That would’ve been from family or friends. Anything during 2013-14 were people helping me survive while I was in hospital or while suffering from the symptoms of Crohn’s disease, and I’m able to work efficiently.
That blanket explanation was not available in respect of other payments recorded in the ledgers (exhibit 3.6) that were connected to contractors. When asked why a payment received from a firm of bricklayers in October 2013 would be treated as a loan, Mr Waters became flustered and was unable to offer a clear answer. He said he could not remember and questioned whether the ledger was accurate: transcript at pp 123-124. I should say that Mr Oliver objected to the line of questioning at this point. He observed Mr Waters was not an accountant and may well be at a disadvantage when being cross-examined over entries in spreadsheets and accounts: transcript at p 125-126. I accept that is so, but that is the risk when the taxpayer is trying to recall and explain inadequately documented transactions.

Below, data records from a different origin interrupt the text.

// Copyright (c) 2025 R3BL LLC. Licensed under Apache License, Version 2.0.

//! Stock styling tables.
//!
//! [`default_log_styles`] is the ANSI table used when no styling is configured;
//! [`plain_styles`] is the identity passthrough used for byte-exact output (tests,
//! piping to files, terminals with no color support).

use std::sync::Arc;

use crossterm::style::Stylize;

use crate::{LogLevel, SemanticRole, StyleFn};

/// The default ANSI styling table: info is blue, warn is yellow, error is red, debug
/// is bold, the prefix name is green, and body text is dark grey.
#[must_use]
pub fn default_log_styles() -> StyleFn {
    Arc::new(|role, text| match role {
        SemanticRole::Level(LogLevel::Info) => text.blue().to_string(),
        SemanticRole::Level(LogLevel::Warn) => text.yellow().to_string(),
        SemanticRole::Level(LogLevel::Error) => text.red().to_string(),
        SemanticRole::Level(LogLevel::Debug) => text.bold().to_string(),
        SemanticRole::PrefixText => text.green().to_string(),
        SemanticRole::BodyText => text.dark_grey().to_string(),
    })
}

/// The identity styling table: returns the text unchanged for every role.
#[must_use]
pub fn plain_styles() -> StyleFn {
    Arc::new(|_, text| text.to_string())
}
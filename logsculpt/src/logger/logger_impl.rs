// Copyright (c) 2025 R3BL LLC. Licensed under Apache License, Version 2.0.

//! # Logger
//!
//! A [`Logger`] composes the stringifier's output with per-line level/name
//! prefixing. The prefix is re-applied to **every** line of a multi-line stringified
//! value, so downstream log viewers that filter or grep by prefix see every line of
//! a nested structure:
//!
//! ```text
//! [net] info: {
//! [net] info:   host: example.com,
//! [net] info:   port: 443
//! [net] info: }
//! ```
//!
//! `info` has a dual printing mode (see [`Logger::info`]); `warn` and `error` always
//! produce one printer call. All operations are synchronous: each call's text is
//! fully computed and written before the call returns, and nothing is buffered
//! across calls.

use crate::{CreateLogMessageOptions, LogLevel, LoggerOptions, PrefixPolicy,
            SemanticRole, UnsupportedValueKind, Value, pretty_stringify,
            text::contains_ansi_escape_sequence};

/// A named logger. Created by [`create_logger`] or [`create_logger_with_options`],
/// immutable afterwards. Instances are fully independent — there is no shared global
/// state, and a logger can be shared across threads as long as its printer sink
/// tolerates interleaved writes.
#[derive(Debug)]
pub struct Logger {
    name: String,
    options: LoggerOptions,
}

/// Create a logger with default options: `[name] ` prefix, stdout printer, ANSI
/// styling.
#[must_use]
pub fn create_logger(arg_name: impl Into<String>) -> Logger {
    create_logger_with_options(arg_name, LoggerOptions::default())
}

/// Create a logger with the given options.
#[must_use]
pub fn create_logger_with_options(
    arg_name: impl Into<String>,
    options: LoggerOptions,
) -> Logger {
    Logger {
        name: arg_name.into(),
        options,
    }
}

impl Logger {
    #[must_use]
    pub fn name(&self) -> &str { &self.name }

    /// Stringify `message` and prefix every resulting line independently with
    /// `<prefix><level>: `. Lines already carrying ANSI escapes are passed through
    /// unstyled; all others get the body text role.
    ///
    /// # Errors
    /// Propagates [`UnsupportedValueKind`] from the stringifier.
    pub fn create_log_message(
        &self,
        message: &Value,
        options: &CreateLogMessageOptions,
    ) -> Result<String, UnsupportedValueKind> {
        let text = pretty_stringify(message, &self.options.stringify)?;
        let prefix = self.prefix_with_level(options.level, options.add_prefix.as_ref());
        let rows: Vec<String> = text
            .split('\n')
            .map(|line| {
                let body = if contains_ansi_escape_sequence(line) {
                    line.to_string()
                } else {
                    (self.options.styles)(SemanticRole::BodyText, line)
                };
                format!("{prefix}{body}")
            })
            .collect();
        Ok(rows.join("\n"))
    }

    /// Log at `info` level. Dual mode:
    ///
    /// - If any string argument contains an embedded newline, every argument is
    ///   flattened into individual units (strings split on `'\n'`, non-strings kept
    ///   whole) and each unit becomes its **own printer call**, fully prefixed.
    /// - Otherwise all arguments are stringified and prefixed independently, then
    ///   joined with a single space into **one** printer call.
    ///
    /// This way `info(&[A, map, B])` produces one aligned block, while a single
    /// `"line1\nline2"` argument produces two independently prefixed physical lines.
    ///
    /// # Errors
    /// Propagates [`UnsupportedValueKind`]; nothing is printed when any argument
    /// fails to stringify.
    pub fn info(&self, args: &[Value]) -> Result<(), UnsupportedValueKind> {
        let options = CreateLogMessageOptions::for_level(LogLevel::Info);

        if helpers::any_string_arg_multiline(args) {
            let units = helpers::flatten_multiline_args(args);
            let mut messages = Vec::with_capacity(units.len());
            for unit in &units {
                messages.push(self.create_log_message(unit, &options)?);
            }
            for message in &messages {
                (self.options.printer)(message);
            }
            return Ok(());
        }

        let message = self.join_args(args, &options)?;
        (self.options.printer)(&message);
        Ok(())
    }

    /// Log at `warn` level: every argument stringified and prefixed independently,
    /// space-joined into one printer call.
    ///
    /// # Errors
    /// Propagates [`UnsupportedValueKind`]; nothing is printed on failure.
    pub fn warn(&self, args: &[Value]) -> Result<(), UnsupportedValueKind> {
        let message =
            self.join_args(args, &CreateLogMessageOptions::for_level(LogLevel::Warn))?;
        (self.options.printer)(&message);
        Ok(())
    }

    /// Log at `error` level: every argument stringified and prefixed independently,
    /// space-joined into one printer call.
    ///
    /// # Errors
    /// Propagates [`UnsupportedValueKind`]; nothing is printed on failure.
    pub fn error(&self, args: &[Value]) -> Result<(), UnsupportedValueKind> {
        let message =
            self.join_args(args, &CreateLogMessageOptions::for_level(LogLevel::Error))?;
        (self.options.printer)(&message);
        Ok(())
    }

    /// Print one error: the prefixed display text first, then — when the error has a
    /// source chain — the rendered `Caused by:` chain with every line re-prefixed
    /// identically.
    pub fn single_error(&self, error: &dyn std::error::Error) {
        let prefix = self.prefix_with_level(LogLevel::Error, None);
        (self.options.printer)(&format!("{prefix}{error}"));

        if let Some(chain) = helpers::render_cause_chain(error) {
            let reprefixed: Vec<String> = chain
                .split('\n')
                .map(|line| format!("{prefix}{line}"))
                .collect();
            (self.options.printer)(&reprefixed.join("\n"));
        }
    }

    fn join_args(
        &self,
        args: &[Value],
        options: &CreateLogMessageOptions,
    ) -> Result<String, UnsupportedValueKind> {
        let mut messages = Vec::with_capacity(args.len());
        for arg in args {
            messages.push(self.create_log_message(arg, options)?);
        }
        Ok(messages.join(" "))
    }

    /// Resolve `<prefix><level>: ` for one line. `add_prefix` overrides the logger's
    /// policy when present.
    fn prefix_with_level(
        &self,
        level: LogLevel,
        add_prefix: Option<&PrefixPolicy>,
    ) -> String {
        let styles = &self.options.styles;
        let level_tag = format!(
            "{}: ",
            styles(SemanticRole::Level(level), &level.to_string())
        );
        match add_prefix.unwrap_or(&self.options.prefix) {
            PrefixPolicy::Hidden => level_tag,
            PrefixPolicy::NameTag => format!(
                "[{}] {level_tag}",
                styles(SemanticRole::PrefixText, &self.name)
            ),
            PrefixPolicy::Custom(prefix_fn) => {
                format!("{} {level_tag}", prefix_fn(&self.name, level))
            }
        }
    }
}

mod helpers {
    use super::Value;

    /// Whether any string argument carries an embedded newline — the explicit,
    /// tested contract behind [`Logger::info`]'s dual printing mode.
    ///
    /// [`Logger::info`]: super::Logger::info
    #[must_use]
    pub fn any_string_arg_multiline(args: &[Value]) -> bool {
        args.iter()
            .any(|arg| matches!(arg, Value::Str(text) if text.contains('\n')))
    }

    /// Flatten arguments into printable units: strings split on `'\n'` into one unit
    /// per line, every other kind kept whole.
    #[must_use]
    pub fn flatten_multiline_args(args: &[Value]) -> Vec<Value> {
        let mut units = Vec::with_capacity(args.len());
        for arg in args {
            match arg {
                Value::Str(text) => {
                    units.extend(text.split('\n').map(Value::from));
                }
                other => units.push(other.clone()),
            }
        }
        units
    }

    /// Render an error's source chain, one cause per line. `None` when the error has
    /// no source.
    #[must_use]
    pub fn render_cause_chain(error: &dyn std::error::Error) -> Option<String> {
        let mut current = error.source()?;
        let mut chain = String::from("Caused by:");
        loop {
            chain.push('\n');
            chain.push_str(&current.to_string());
            match current.source() {
                Some(next) => current = next,
                None => break,
            }
        }
        Some(chain)
    }
}
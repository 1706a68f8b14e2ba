// Copyright (c) 2025 R3BL LLC. Licensed under Apache License, Version 2.0.

//! # Formatted error
//!
//! A [`FormattedError`] is a domain error whose *display* is enhanced — the message
//! is pre-rendered into a double-bordered, titled block, optionally showing the
//! causing error in a nested round box — while its *propagation* stays ordinary
//! `Result`/`?`. Rendering happens once, synchronously, in the constructor; the raw
//! message is not recoverable afterwards.
//!
//! ```text
//! ╔═ ConfigError ══════════════════════╗
//! ║                                    ║
//! ║  bad value for `retries`           ║
//! ║                                    ║
//! ║  ╭─ Cause ──────────╮              ║
//! ║  │                  │              ║
//! ║  │  not a number    │              ║
//! ║  │                  │              ║
//! ║  ╰──────────────────╯              ║
//! ║                                    ║
//! ╚════════════════════════════════════╝
//! ```
//!
//! Instead of requiring a subclass override, the message shaping seam is the
//! [`MessageFormatter`] capability: error variants that want to enrich their raw
//! message supply one through [`FormattedErrorOptions`].

use std::{error::Error,
          fmt::{self, Display, Formatter}};

use crate::{BorderStyle, BoxConfig, LogLevel, SemanticRole, StyleFn, plain_styles,
            render_box, text::max_line_width};

/// Capability that shapes the raw message into the text shown inside the outermost
/// box. Supplied per error through [`FormattedErrorOptions::formatter`]; when
/// absent, the raw message is used verbatim.
pub trait MessageFormatter: Send + Sync {
    fn format_message(&self, raw_message: &str) -> String;
}

impl<F> MessageFormatter for F
where
    F: Fn(&str) -> String + Send + Sync,
{
    fn format_message(&self, raw_message: &str) -> String { self(raw_message) }
}

/// Options for [`FormattedError::new`].
pub struct FormattedErrorOptions {
    /// The causing error, shown in a nested round box titled `Cause` and exposed
    /// through [`Error::source`].
    pub cause: Option<Box<dyn Error + Send + Sync + 'static>>,
    /// Shapes the raw message before boxing. `None` = verbatim.
    pub formatter: Option<Box<dyn MessageFormatter>>,
    /// Styling table for the rendered block. Default: [`plain_styles`]. The box
    /// geometry is measured before styling, so any table yields the same structure.
    pub style: StyleFn,
}

impl Default for FormattedErrorOptions {
    fn default() -> Self {
        Self {
            cause: None,
            formatter: None,
            style: plain_styles(),
        }
    }
}

impl fmt::Debug for FormattedErrorOptions {
    fn fmt(&self, f: &mut Formatter<'_>) -> fmt::Result {
        f.debug_struct("FormattedErrorOptions")
            .field("cause", &self.cause)
            .field("has_formatter", &self.formatter.is_some())
            .finish_non_exhaustive()
    }
}

/// An error whose display text is a bordered, titled block. See the [module docs]
/// for the rendering protocol.
///
/// [module docs]: self
#[derive(Debug)]
pub struct FormattedError {
    name: String,
    message: String,
    cause: Option<Box<dyn Error + Send + Sync + 'static>>,
}

impl FormattedError {
    /// Build the error and render its display text. `arg_name` is the concrete
    /// error variant's name; it becomes the title of the outermost box.
    #[must_use]
    pub fn new(
        arg_name: impl Into<String>,
        raw_message: &str,
        options: FormattedErrorOptions,
    ) -> Self {
        let name = arg_name.into();
        let inner_message = match &options.formatter {
            Some(formatter) => formatter.format_message(raw_message),
            None => raw_message.to_string(),
        };
        let message = helpers::render_boxed_message(
            &name,
            &inner_message,
            options.cause.as_deref(),
            &options.style,
        );
        Self {
            name,
            message,
            cause: options.cause,
        }
    }

    /// The concrete error variant name (also the outer box title).
    #[must_use]
    pub fn name(&self) -> &str { &self.name }

    /// The rendered display text.
    #[must_use]
    pub fn message(&self) -> &str { &self.message }

    /// Nominal runtime check: is `error` a [`FormattedError`]? Usable for narrowing
    /// when processing heterogeneous `dyn Error` values.
    #[must_use]
    pub fn is_instance(error: &(dyn Error + 'static)) -> bool {
        error.is::<FormattedError>()
    }
}

impl Display for FormattedError {
    fn fmt(&self, f: &mut Formatter<'_>) -> fmt::Result {
        f.write_str(&self.message)
    }
}

impl Error for FormattedError {
    fn source(&self) -> Option<&(dyn Error + 'static)> {
        self.cause
            .as_ref()
            .map(|cause| cause.as_ref() as &(dyn Error + 'static))
    }
}

mod helpers {
    use super::{BorderStyle, BoxConfig, Error, LogLevel, SemanticRole, StyleFn,
                max_line_width, render_box};

    /// Extra content width added to every error box beyond its widest line.
    const WIDTH_ALLOWANCE: usize = 10;

    pub fn render_boxed_message(
        name: &str,
        inner_message: &str,
        cause: Option<&(dyn Error + Send + Sync + 'static)>,
        style: &StyleFn,
    ) -> String {
        let Some(cause) = cause else {
            let width = max_line_width(inner_message.split('\n')) + WIDTH_ALLOWANCE;
            return render_box(inner_message, &outer_box_config(name, width));
        };

        // Box nesting is two-level: the cause box is rendered once and becomes part
        // of the outer box's content. The outer width is measured on the unstyled
        // combined content.
        let cause_box = render_box(
            &cause.to_string(),
            &BoxConfig {
                title: Some("Cause".to_string()),
                padding: 1,
                border_style: BorderStyle::Round,
                ..Default::default()
            },
        );
        let unstyled = format!("{inner_message}\n\n{cause_box}");
        let width = max_line_width(unstyled.split('\n')) + WIDTH_ALLOWANCE;

        let styled = format!(
            "{inner_message}\n\n{styled_cause_box}",
            styled_cause_box = style(SemanticRole::Level(LogLevel::Error), &cause_box)
        );
        render_box(&styled, &outer_box_config(name, width))
    }

    fn outer_box_config(name: &str, width: usize) -> BoxConfig {
        BoxConfig {
            title: Some(name.to_string()),
            padding: 1,
            margin: 1,
            border_style: BorderStyle::Double,
            width: Some(width),
            ..Default::default()
        }
    }
}

#[cfg(test)]
mod tests_formatted_error {
    use super::*;
    use pretty_assertions::assert_eq;

    fn plain_error(message: &str) -> FormattedError {
        FormattedError::new(
            "ConfigError",
            message,
            FormattedErrorOptions::default(),
        )
    }

    #[test]
    fn test_message_is_a_titled_double_box() {
        let it = plain_error("bad value");
        let rows: Vec<&str> = it.message().split('\n').collect();

        // margin 1: one leading and one trailing blank line.
        assert_eq!(rows[0], "");
        assert_eq!(*rows.last().unwrap(), "");
        assert!(rows[1].starts_with("╔═ ConfigError ═"));
        assert!(rows[1].ends_with('╗'));
        assert!(rows.last().is_some());
        assert!(rows[rows.len() - 2].starts_with('╚'));

        // Content width = widest line (9) + 10; inner = +2 padding; run = +2.
        let run_width = rows[1].chars().count() - 2;
        assert_eq!(run_width, 9 + 10 + 2 + 2);

        // The raw message is inside, left-aligned behind border, space, padding.
        assert!(it.message().contains("║  bad value"));
    }

    #[test]
    fn test_display_equals_message_and_raw_is_gone() {
        let it = plain_error("raw text");
        assert_eq!(it.to_string(), it.message());
        assert_ne!(it.to_string(), "raw text");
    }

    #[test]
    fn test_formatter_capability_shapes_the_inner_message() {
        let it = FormattedError::new(
            "QueryError",
            "select *",
            FormattedErrorOptions {
                formatter: Some(Box::new(|raw: &str| format!("query failed: {raw}"))),
                ..Default::default()
            },
        );
        assert!(it.message().contains("query failed: select *"));
        assert!(!it.message().contains("║  select *"));
    }

    #[test]
    fn test_cause_renders_a_nested_round_box() {
        let it = FormattedError::new(
            "ConfigError",
            "bad value for `retries`",
            FormattedErrorOptions {
                cause: Some(Box::new(std::io::Error::other("not a number"))),
                ..Default::default()
            },
        );
        let message = it.message();

        // Outer double box titled with the error name, inner round box titled Cause.
        assert!(message.contains("═ ConfigError ═"));
        assert!(message.contains("─ Cause ─"));
        assert!(message.contains("not a number"));

        // The round box rows sit inside the double box rows.
        let cause_row = message
            .split('\n')
            .find(|row| row.contains("not a number"))
            .unwrap();
        assert!(cause_row.starts_with('║'));
        assert!(cause_row.ends_with('║'));
        assert!(cause_row.contains('│'));

        // Two-level nesting only: exactly one round box.
        assert_eq!(message.matches('╭').count(), 1);
    }

    #[test]
    fn test_source_exposes_the_cause() {
        let it = FormattedError::new(
            "ConfigError",
            "bad value",
            FormattedErrorOptions {
                cause: Some(Box::new(std::io::Error::other("not a number"))),
                ..Default::default()
            },
        );
        assert_eq!(it.source().unwrap().to_string(), "not a number");
        assert!(plain_error("no cause").source().is_none());
    }

    #[test]
    fn test_is_instance_is_a_nominal_check() {
        let formatted = plain_error("x");
        let other = std::io::Error::other("x");
        assert!(FormattedError::is_instance(&formatted));
        assert!(!FormattedError::is_instance(&other));
    }
}
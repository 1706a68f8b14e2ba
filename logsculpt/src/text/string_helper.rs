// Copyright (c) 2025 R3BL LLC. Licensed under Apache License, Version 2.0.

use unicode_width::UnicodeWidthStr;

/// Tests whether the given text contains an ANSI escape sequence.
///
/// This is the explicit, tested contract behind the logger's "is this line already
/// carrying embedded style codes" decision: such lines are passed through untouched
/// instead of being restyled with the body text role.
#[must_use]
pub fn contains_ansi_escape_sequence(text: &str) -> bool {
    text.chars().any(|it| it == '\x1b')
}

/// Display width of the widest line, taking into account that lines may contain
/// emoji and other wide graphemes.
#[must_use]
pub fn max_line_width<'a>(lines: impl IntoIterator<Item = &'a str>) -> usize {
    lines
        .into_iter()
        .map(UnicodeWidthStr::width)
        .max()
        .unwrap_or(0)
}
// Copyright (c) 2025 R3BL LLC. Licensed under Apache License, Version 2.0.

use std::{fmt::{self, Debug, Formatter},
          sync::Arc};

use strum_macros::{Display, EnumString};

use crate::{StringifyOptions, StyleFn, default_log_styles};

/// Severity of a log message. Renders lowercase (`info`, `warn`, `error`, `debug`).
///
/// `Debug` has no dedicated method on [`Logger`] — it exists for custom prefix
/// functions and styling tables.
///
/// [`Logger`]: crate::Logger
#[derive(Debug, Clone, Copy, PartialEq, Eq, Hash, Display, EnumString)]
#[strum(serialize_all = "lowercase")]
pub enum LogLevel {
    Info,
    Warn,
    Error,
    Debug,
}

/// A user-provided function that renders the prefix of a log line from the logger
/// name and the level. The resulting text is followed by one space and the level
/// tag.
pub type LogPrefixFn = Arc<dyn Fn(&str, LogLevel) -> String + Send + Sync>;

/// The sink every rendered log text is written to, one call per write.
pub type PrinterFn = Arc<dyn Fn(&str) + Send + Sync>;

/// How the leading tag of every log line is produced. Replaces a `bool`-or-function
/// union with explicit, statically-typed variants.
#[derive(Clone, Default)]
pub enum PrefixPolicy {
    /// No prefix; lines start with the level tag.
    Hidden,
    /// Synthesize `[name] ` from the logger name.
    #[default]
    NameTag,
    /// Delegate to the given function.
    Custom(LogPrefixFn),
}

impl Debug for PrefixPolicy {
    fn fmt(&self, f: &mut Formatter<'_>) -> fmt::Result {
        match self {
            PrefixPolicy::Hidden => write!(f, "Hidden"),
            PrefixPolicy::NameTag => write!(f, "NameTag"),
            PrefixPolicy::Custom(_) => write!(f, "Custom(..)"),
        }
    }
}

/// Configuration a [`Logger`] is created from. Resolved once at creation time; a
/// logger is immutable afterwards.
///
/// [`Logger`]: crate::Logger
#[derive(Clone)]
pub struct LoggerOptions {
    /// Formatting options handed to the stringifier for every argument.
    pub stringify: StringifyOptions,
    /// Prefix policy for every line. Default: [`PrefixPolicy::NameTag`].
    pub prefix: PrefixPolicy,
    /// Output sink. Default: one `println!` per call.
    pub printer: PrinterFn,
    /// Styling table, passed by value. Default: [`default_log_styles`].
    pub styles: StyleFn,
}

impl Default for LoggerOptions {
    fn default() -> Self {
        Self {
            stringify: StringifyOptions::default(),
            prefix: PrefixPolicy::default(),
            printer: Arc::new(|text| println!("{text}")),
            styles: default_log_styles(),
        }
    }
}

impl Debug for LoggerOptions {
    fn fmt(&self, f: &mut Formatter<'_>) -> fmt::Result {
        f.debug_struct("LoggerOptions")
            .field("stringify", &self.stringify)
            .field("prefix", &self.prefix)
            .finish_non_exhaustive()
    }
}

/// Options for [`Logger::create_log_message`].
///
/// [`Logger::create_log_message`]: crate::Logger::create_log_message
#[derive(Debug, Clone)]
pub struct CreateLogMessageOptions {
    pub level: LogLevel,
    /// Overrides the logger's prefix policy for this message when present.
    pub add_prefix: Option<PrefixPolicy>,
}

impl CreateLogMessageOptions {
    /// Options for the given level, using the logger's own prefix policy.
    #[must_use]
    pub fn for_level(level: LogLevel) -> Self {
        Self {
            level,
            add_prefix: None,
        }
    }
}
// Copyright (c) 2025 R3BL LLC. Licensed under Apache License, Version 2.0.

// Attach sources.
pub mod logger_impl;
pub mod logger_model;

// Re-export.
pub use logger_impl::*;
pub use logger_model::*;
//! The range measurement model and its Jacobian.
//!
//! A tag reports its distance to the platform, so the measurement function is
//! `h(p) = ‖p − t‖` for an estimated position `p` and tag position `t`.

use crate::error::DegenerateCause;
use crate::types::{TagMeasurement, Vector3};
use crate::FilterScalar;

/// Predicts the range to a tag from the estimated position.
#[inline]
pub fn predict_range<T>(position: &Vector3<T>, tag_position: &Vector3<T>) -> T
where
    T: FilterScalar,
{
    position.distance_to(tag_position)
}

/// Computes the Jacobian row `∂h/∂p = (p − t) / ‖p − t‖`, i.e. the unit vector
/// pointing from the tag toward the estimated position.
///
/// When the position coincides with the tag the direction is undefined and the
/// zero row is returned, so that the tag carries no positional information.
pub fn range_jacobian<T>(position: &Vector3<T>, tag_position: &Vector3<T>) -> Vector3<T>
where
    T: FilterScalar,
{
    let offset = *position - *tag_position;
    let range = offset.norm();
    if range == T::zero() {
        return Vector3::new(T::zero(), T::zero(), T::zero());
    }

    Vector3::new(offset.x / range, offset.y / range, offset.z / range)
}

/// Predicts the ranges to all tags of a batch.
pub fn predicted_ranges<'a, T>(
    position: &'a Vector3<T>,
    tags: &'a [TagMeasurement<T>],
) -> impl Iterator<Item = T> + 'a
where
    T: FilterScalar,
{
    tags.iter()
        .map(move |tag| predict_range(position, &tag.position()))
}

/// Computes the Jacobian rows for all tags of a batch.
pub fn range_jacobians<'a, T>(
    position: &'a Vector3<T>,
    tags: &'a [TagMeasurement<T>],
) -> impl Iterator<Item = Vector3<T>> + 'a
where
    T: FilterScalar,
{
    tags.iter()
        .map(move |tag| range_jacobian(position, &tag.position()))
}

/// The factor the base range variance is scaled with for a tag, `‖t‖ / t_z`.
///
/// Tags mounted high relative to their distance from the origin are trusted more.
pub fn slant_noise_scale<T>(tag_position: &Vector3<T>) -> Result<T, DegenerateCause>
where
    T: FilterScalar,
{
    if tag_position.z == T::zero() {
        return Err(DegenerateCause::ZeroTagHeight);
    }

    Ok(tag_position.norm() / tag_position.z)
}
use crate::error::FilterError;
use crate::impl_standard_traits;
use crate::types::Vector3;
use uniform_array_derive::UniformArray;

/// The number of leading fields of a raw tag row: range, then the tag position.
pub const TAG_ROW_FIELDS: usize = 4;

/// A range reading to a tag of known position.
#[derive(UniformArray)]
#[cfg_attr(test, ensure_uniform_type::ensure_uniform_type)]
#[repr(C)]
pub struct TagMeasurement<T> {
    /// The measured distance to the tag.
    pub range: T,
    /// The world-frame x position of the tag.
    pub x: T,
    /// The world-frame y position of the tag.
    pub y: T,
    /// The world-frame z position (height) of the tag.
    pub z: T,
}

impl<T> TagMeasurement<T> {
    /// Initializes a new [`TagMeasurement`] instance.
    #[inline(always)]
    pub const fn new(range: T, x: T, y: T, z: T) -> Self {
        Self { range, x, y, z }
    }

    /// Parses a raw `[range, x, y, z, ...]` row as delivered by a tag detector.
    ///
    /// Fields beyond the fourth (e.g. tag IDs or detection quality) are ignored.
    pub fn from_row(row: &[T]) -> Result<Self, FilterError>
    where
        T: Copy,
    {
        match row {
            [range, x, y, z, ..] => Ok(Self::new(*range, *x, *y, *z)),
            _ => Err(FilterError::InvalidInputShape {
                expected: TAG_ROW_FIELDS,
                found: row.len(),
            }),
        }
    }

    /// Gets the world-frame position of the tag.
    #[inline]
    pub fn position(&self) -> Vector3<T>
    where
        T: Copy,
    {
        Vector3::new(self.x, self.y, self.z)
    }
}

impl_standard_traits!(TagMeasurement, T, range, x, y, z);
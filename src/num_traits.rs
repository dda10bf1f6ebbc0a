use core::fmt::Debug;
use minikalman::matrix::MatrixDataType;

/// The scalar capabilities required by the estimator.
///
/// Implemented for `f32` and `f64`.
pub trait FilterScalar:
    MatrixDataType
    + Default
    + PartialOrd
    + Debug
    + Abs
    + SinCos
    + IsFinite
    + RoundDecimals
    + FromCount
    + DetectGimbalLock<Self>
{
}

impl<T> FilterScalar for T where
    T: MatrixDataType
        + Default
        + PartialOrd
        + Debug
        + Abs
        + SinCos
        + IsFinite
        + RoundDecimals
        + FromCount
        + DetectGimbalLock<T>
{
}

pub trait GimbalLockZenithNadir<T> {
    /// The value for the zenith, i.e. π/2;
    const ZENITH: T;

    /// The value for the nadir, i.e. -π/2;
    const NADIR: T;
}

pub trait DetectGimbalLock<T>: GimbalLockZenithNadir<T> {
    /// Determines whether a Gimbal Lock situation is about to occur
    /// because the angle (provided in radians) is close to π/2 or -π/2.
    ///
    /// ## Arguments
    /// * `tolerance` - The tolerance in radians, e.g. 0.01 rad.
    fn close_to_zenith_or_nadir(&self, tolerance: T) -> bool;
}

pub trait Abs {
    /// Returns the absolute value.
    fn abs(self) -> Self;
}

pub trait SinCos: Sized {
    /// Simultaneously computes the sine and cosine of the angle (in radians).
    fn sin_cos(self) -> (Self, Self);
}

pub trait IsFinite {
    /// Returns `true` if the value is neither infinite nor NaN.
    fn is_finite(self) -> bool;
}

pub trait RoundDecimals {
    /// Rounds to the given number of decimal places, half away from zero.
    fn round_decimals(self, decimals: i32) -> Self;
}

pub trait FromCount {
    /// Converts an event count into the scalar type.
    fn from_count(count: u32) -> Self;
}

macro_rules! impl_float_traits {
    ($t:ty, $frac_pi_2:expr) => {
        impl GimbalLockZenithNadir<$t> for $t {
            const ZENITH: $t = $frac_pi_2;
            const NADIR: $t = -$frac_pi_2;
        }

        impl DetectGimbalLock<$t> for $t {
            #[inline]
            fn close_to_zenith_or_nadir(&self, tolerance: $t) -> bool {
                let a = Abs::abs(*self - <$t>::ZENITH);
                let b = Abs::abs(*self - <$t>::NADIR);
                a <= tolerance || b <= tolerance
            }
        }

        impl Abs for $t {
            #[inline(always)]
            fn abs(self) -> $t {
                ::num_traits::Float::abs(self)
            }
        }

        impl SinCos for $t {
            #[inline(always)]
            fn sin_cos(self) -> ($t, $t) {
                ::num_traits::Float::sin_cos(self)
            }
        }

        impl IsFinite for $t {
            #[inline(always)]
            fn is_finite(self) -> bool {
                ::num_traits::Float::is_finite(self)
            }
        }

        impl RoundDecimals for $t {
            #[inline]
            fn round_decimals(self, decimals: i32) -> $t {
                let scale = ::num_traits::Float::powi(10.0 as $t, decimals);
                ::num_traits::Float::round(self * scale) / scale
            }
        }

        impl FromCount for $t {
            #[inline(always)]
            fn from_count(count: u32) -> $t {
                count as $t
            }
        }
    };
}

impl_float_traits!(f32, core::f32::consts::FRAC_PI_2);
impl_float_traits!(f64, core::f64::consts::FRAC_PI_2);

Mr Arnold asked Mr Waters in cross-examination (transcript at p 128) how the company could claim to be paying out over $777,000 in business expenses in the 2014 year of income (recorded in the ledgers at p 35 of exhibit 3.6) when the company’s tax returns (exhibit 3.2) showed a total income of just $100,748. Mr Waters was unable to explain that beyond asserting that the company was in receipt of loans. When pressed to explain how particular payments were determined to be loans in the absence of other records, Mr Waters acknowledged he would have instructed the book-keeper to record those payments as loans – and he insisted he would not have done so if they were not legitimate loans: transcript at p 130.
The quality of Mr Waters’ evidence did not improve when questioned about transactions in the general ledger and other accounts relating to the 2015 year of income. The ledger (exhibit 4.5) records total expenditure exceeding $1 million with credits of just under $900,000. Mr Waters denied (transcript at p 131, 133) all the amounts expended related to personal expenses of his, but he acknowledged at least some of those amounts were clearly not business expenses. Mr Arnold suggested Mr Waters did not have the resources available to him make loans to the company that would cover those expenses. (Mr Arnold took Mr Waters to his individual tax return that year reproduced at document T6 at p 160 - which showed income of $132,195.) Again, Mr Waters referred to the existence of undocumented loans contributed by friends and associates, including business contractors, that that made up the difference. When challenged about a payment received from Mr Hayward, the supposed joint venturer, Mr Waters speculated (transcript at p 132): “Richard would have put that money in – I’m assuming that money was for his share of the deposit for that site.”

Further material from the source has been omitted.